What this task involves
A single figure is the whole answer: the number of lines in the entries that contain "ConfigStore".
=== Section Start ===
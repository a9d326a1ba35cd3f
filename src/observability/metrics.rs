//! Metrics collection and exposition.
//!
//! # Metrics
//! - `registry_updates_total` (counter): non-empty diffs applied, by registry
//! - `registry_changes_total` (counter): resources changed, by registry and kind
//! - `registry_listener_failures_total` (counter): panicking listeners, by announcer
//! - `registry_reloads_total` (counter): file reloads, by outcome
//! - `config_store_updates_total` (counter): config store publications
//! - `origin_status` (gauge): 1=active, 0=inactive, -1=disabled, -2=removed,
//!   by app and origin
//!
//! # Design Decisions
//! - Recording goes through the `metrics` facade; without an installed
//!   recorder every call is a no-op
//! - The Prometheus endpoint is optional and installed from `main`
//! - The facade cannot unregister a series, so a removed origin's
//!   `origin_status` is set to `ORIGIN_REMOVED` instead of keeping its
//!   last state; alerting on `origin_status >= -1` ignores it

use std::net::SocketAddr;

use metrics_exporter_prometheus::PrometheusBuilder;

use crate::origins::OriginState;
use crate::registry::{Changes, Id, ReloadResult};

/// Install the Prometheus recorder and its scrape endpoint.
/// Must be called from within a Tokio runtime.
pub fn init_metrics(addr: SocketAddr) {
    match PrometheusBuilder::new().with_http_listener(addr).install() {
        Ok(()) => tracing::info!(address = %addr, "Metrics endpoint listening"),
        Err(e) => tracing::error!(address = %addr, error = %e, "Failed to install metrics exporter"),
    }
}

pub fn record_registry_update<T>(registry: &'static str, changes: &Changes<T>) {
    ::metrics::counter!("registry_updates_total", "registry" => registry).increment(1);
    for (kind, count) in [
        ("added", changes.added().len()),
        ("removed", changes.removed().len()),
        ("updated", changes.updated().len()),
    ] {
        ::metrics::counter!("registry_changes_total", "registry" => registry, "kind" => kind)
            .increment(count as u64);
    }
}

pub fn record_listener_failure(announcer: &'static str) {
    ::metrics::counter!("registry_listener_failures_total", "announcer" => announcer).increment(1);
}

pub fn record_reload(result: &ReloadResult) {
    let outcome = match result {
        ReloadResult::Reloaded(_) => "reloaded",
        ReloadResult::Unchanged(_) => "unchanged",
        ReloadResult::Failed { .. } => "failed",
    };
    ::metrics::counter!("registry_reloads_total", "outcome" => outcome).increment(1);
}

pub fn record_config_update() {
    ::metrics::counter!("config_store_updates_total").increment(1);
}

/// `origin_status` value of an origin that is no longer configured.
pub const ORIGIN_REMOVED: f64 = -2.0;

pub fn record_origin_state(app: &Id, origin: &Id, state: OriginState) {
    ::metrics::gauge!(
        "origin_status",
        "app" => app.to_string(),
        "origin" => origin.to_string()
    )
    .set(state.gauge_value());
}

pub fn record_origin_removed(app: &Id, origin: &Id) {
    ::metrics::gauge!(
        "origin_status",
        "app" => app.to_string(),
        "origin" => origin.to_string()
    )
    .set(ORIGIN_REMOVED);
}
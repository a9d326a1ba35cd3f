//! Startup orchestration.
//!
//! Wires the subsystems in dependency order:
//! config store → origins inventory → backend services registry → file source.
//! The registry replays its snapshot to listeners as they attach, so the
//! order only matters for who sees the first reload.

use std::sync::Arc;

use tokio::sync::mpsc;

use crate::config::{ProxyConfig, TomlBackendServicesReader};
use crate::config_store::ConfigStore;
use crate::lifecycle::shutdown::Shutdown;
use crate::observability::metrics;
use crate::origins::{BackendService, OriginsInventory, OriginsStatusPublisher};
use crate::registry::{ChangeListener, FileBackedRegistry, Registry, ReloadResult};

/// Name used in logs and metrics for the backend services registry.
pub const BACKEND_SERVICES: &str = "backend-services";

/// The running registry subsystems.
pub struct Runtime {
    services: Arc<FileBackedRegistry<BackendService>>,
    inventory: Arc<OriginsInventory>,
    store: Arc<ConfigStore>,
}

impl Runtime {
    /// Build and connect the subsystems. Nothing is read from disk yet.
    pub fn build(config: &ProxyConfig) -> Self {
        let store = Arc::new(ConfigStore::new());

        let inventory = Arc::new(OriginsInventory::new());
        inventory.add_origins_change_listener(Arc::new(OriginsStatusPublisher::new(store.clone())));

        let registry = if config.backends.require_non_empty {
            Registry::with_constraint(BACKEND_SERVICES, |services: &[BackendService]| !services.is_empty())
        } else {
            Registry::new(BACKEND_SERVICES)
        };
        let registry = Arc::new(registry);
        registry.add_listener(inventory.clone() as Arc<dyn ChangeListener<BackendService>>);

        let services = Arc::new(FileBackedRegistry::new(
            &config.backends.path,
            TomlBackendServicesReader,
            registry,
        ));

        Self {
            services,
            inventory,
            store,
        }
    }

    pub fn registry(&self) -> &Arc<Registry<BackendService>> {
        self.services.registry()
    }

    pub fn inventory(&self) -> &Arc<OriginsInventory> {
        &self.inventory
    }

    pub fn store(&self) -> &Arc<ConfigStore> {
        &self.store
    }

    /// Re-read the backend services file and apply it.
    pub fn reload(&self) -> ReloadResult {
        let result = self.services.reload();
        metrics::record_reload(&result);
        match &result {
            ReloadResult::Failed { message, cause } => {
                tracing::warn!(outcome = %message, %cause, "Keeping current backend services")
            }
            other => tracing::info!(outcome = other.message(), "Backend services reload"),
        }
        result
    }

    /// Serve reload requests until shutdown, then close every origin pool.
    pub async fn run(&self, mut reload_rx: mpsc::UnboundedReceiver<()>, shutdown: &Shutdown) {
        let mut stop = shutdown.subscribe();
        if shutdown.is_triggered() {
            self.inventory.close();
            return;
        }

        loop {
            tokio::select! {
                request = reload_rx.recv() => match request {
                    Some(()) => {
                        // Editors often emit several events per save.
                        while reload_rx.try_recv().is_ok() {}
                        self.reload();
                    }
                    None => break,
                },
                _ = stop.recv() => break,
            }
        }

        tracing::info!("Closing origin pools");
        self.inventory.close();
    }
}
=== Section End ===
Exercise solution
4